Credit cards are not amortizing loans. They're revolving credit with no fixed end date, and minimum payments are calculated as a percentage of the balance, not a constant dollar amount. The amortization formula doesn't apply.

Frequently asked questions

What's amortization?

Amortization is the process of paying off a loan with regular fixed payments where each payment covers (a) interest on the current balance, plus (b) some principal that reduces the balance. The dollar amount of the payment stays the same, but the split between interest and principal shifts month by month. The schedule is the table that shows the shift.

Why is interest so high in the early years?

Interest is calculated each month on the remaining balance. In month one, the balance is the full loan amount, so interest is at its maximum. By the final month, the balance is near zero, so interest is near zero. On a $300,000 30-year mortgage at 6.5%, month one is 86% interest. The last month is 1% interest. The schedule walks you from one extreme to the other.

How is the final payment handled?

If you compute the schedule with exact floating-point math, the balance after 360 months usually lands at a tiny non-zero number — a fraction of a cent — because of rounding. Real lenders round each payment to the cent, accumulating small errors, and adjust the final payment slightly so the balance hits exactly zero.

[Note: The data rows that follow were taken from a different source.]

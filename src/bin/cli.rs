use anyhow::{bail, Context, Result};
use clap::{Parser, Subcommand};
use nfl_bet_tracker::config::{Config, OddsApiToken};
use nfl_bet_tracker::espn_api::EspnApiClient;
use nfl_bet_tracker::odds_api::OddsApiClient;
use nfl_bet_tracker::sheet::{CsvSheetStore, SheetStore};
use nfl_bet_tracker::{fetch_week, settle_week};
use tracing::Level;

#[derive(Parser)]
#[command(name = "nfl-odds", about = "Get NFL odds, make bets, and calculate bet results")]
struct Cli {
    /// Logging level (trace, debug, info, warn, error)
    #[arg(long, default_value = "warn")]
    log_level: Level,

    /// Week of the NFL season. Default is the current week.
    #[arg(short, long)]
    week: Option<u32>,

    #[command(subcommand)]
    command: Command,
}

#[derive(Subcommand)]
enum Command {
    /// Get game info and odds for the week and write them to a sheet
    Games { sheet: String },
    /// Load bets from a sheet and print the week
    Bets { sheet: String },
    /// Load bets from a sheet, settle them, and write a results sheet
    Settle { sheet: String },
    /// Show remaining Odds API requests
    Usage,
}

#[tokio::main]
async fn main() -> Result<()> {
    // Load environment variables from .env file
    dotenv::dotenv().ok();

    let cli = Cli::parse();

    // Initialize logging
    tracing_subscriber::fmt().with_max_level(cli.log_level).init();

    let config = Config::from_env();
    let token =
        OddsApiToken::acquire(&config.odds_api).context("Failed to get Odds API credentials")?;

    let espn_client = EspnApiClient::new(config.espn.clone());
    let odds_client = OddsApiClient::new(config.odds_api.clone(), token);
    let store = CsvSheetStore::new(&config.sheets.dir);

    match cli.command {
        Command::Games { sheet } => {
            let nfl_week = fetch_week(&espn_client, &odds_client, cli.week)
                .await
                .context("Failed to fetch week data")?;
            if nfl_week.games.is_empty() {
                bail!("No games found for week {}", nfl_week.week);
            }
            store
                .write_sheet(&sheet, &nfl_week.to_rows())
                .context("Failed to write games sheet")?;
            println!("{}\n", nfl_week);
            println!(
                "Saved {} games to {}",
                nfl_week.games.len(),
                store.path(&sheet).display()
            );
        }
        Command::Bets { sheet } => {
            let mut nfl_week = fetch_week(&espn_client, &odds_client, cli.week)
                .await
                .context("Failed to fetch week data")?;
            let rows = store
                .read_sheet(&sheet)
                .with_context(|| format!("Failed to read bets sheet {}", sheet))?;
            nfl_week.apply_wagers(&rows);
            println!("{}", nfl_week);
        }
        Command::Settle { sheet } => {
            let nfl_week = settle_week(&espn_client, &odds_client, &store, &sheet, cli.week)
                .await
                .context("Failed to settle bets")?;
            let results_sheet = format!("{}-results", sheet);
            store
                .write_sheet(&results_sheet, &nfl_week.to_rows())
                .context("Failed to write results sheet")?;
            println!("{}\n", nfl_week);
            println!("Saved results to {}", store.path(&results_sheet).display());
        }
        Command::Usage => {
            let usage = odds_client
                .check_usage()
                .await
                .context("Failed to check Odds API usage")?;
            println!("API usage: {}", usage);
        }
    }

    Ok(())
}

The Amortization Calculator does the same. The final row will usually be within a few cents of the regular payment.

Does this match what my lender sent me?

Within a few cents per month for the principal and interest portion. Lenders use slightly different rounding rules (some round to the nearest cent, some round up to the nearest dollar) and may include escrow items in the monthly figure they show you. The Amortization Calculator gives you pure principal and interest — the part of the payment that actually retires the loan.

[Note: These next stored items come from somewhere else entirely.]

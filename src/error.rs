use crate::models::MarketKind;
use thiserror::Error;

#[derive(Debug, Error)]
pub enum Error {
    #[error("HTTP request failed: {0}")]
    Http(#[from] reqwest::Error),

    #[error("{provider} returned error: {status}")]
    Status {
        provider: &'static str,
        status: reqwest::StatusCode,
    },

    #[error("Failed to parse JSON: {0}")]
    Json(#[from] serde_json::Error),

    #[error("Invalid timestamp {value:?}: {source}")]
    Timestamp {
        value: String,
        source: chrono::ParseError,
    },

    #[error("Missing {0} in scoreboard data")]
    MissingField(&'static str),

    #[error("No regular season calendar entry for week {0}")]
    UnknownWeek(u32),

    #[error("Malformed {market} market: no outcome for {name}")]
    MalformedMarket { market: MarketKind, name: String },

    #[error("Credential error: {0}")]
    Credential(String),

    #[error("Sheet error: {0}")]
    Sheet(#[from] csv::Error),

    #[error(transparent)]
    Io(#[from] std::io::Error),
}

pub type Result<T> = std::result::Result<T, Error>;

What about an adjustable-rate mortgage?

This calculator assumes a fixed rate for the full term. ARMs recalculate the payment when the rate adjusts, so the schedule changes mid-loan. For an ARM, compute the schedule for the initial fixed period (often 5 or 10 years at the teaser rate), then assume the cap rate for the remainder as a worst case. Most ARM borrowers refinance before the adjustable period anyway, so the initial-period schedule is usually what matters.

What's the difference between amortization and depreciation?

Both are gradual processes that use similar math, but they apply to opposite sides of the balance sheet. Amortization is the schedule of paying off a debt — a loan balance going to zero. Depreciation is the schedule of writing down the value of an asset on accounting books — a value going to its salvage figure. Accountants sometimes use "amortization" for intangible assets (patents, software) and "depreciation" for physical ones (machinery, vehicles), but the underlying math is the same idea.

Can I see how extra payments would change this?

Not in the Amortization Calculator — it shows the schedule for the contract terms as written. For extra-payment scenarios, the Mortgage Payoff Calculator models exactly that: regular schedule versus accelerated schedule, side by side, with months saved and interest saved spelled out.

Does it work for international loans?

The math is universal — any amortizing loan with a fixed monthly payment uses this formula. But the conventions differ. UK mortgages often quote rates differently and may use daily-interest calculations. Some European loans pay quarterly or biannually. For a US-style monthly schedule, the calculator is exact. For other conventions, it'll be a close approximation but not penny-perfect with your local lender's quote.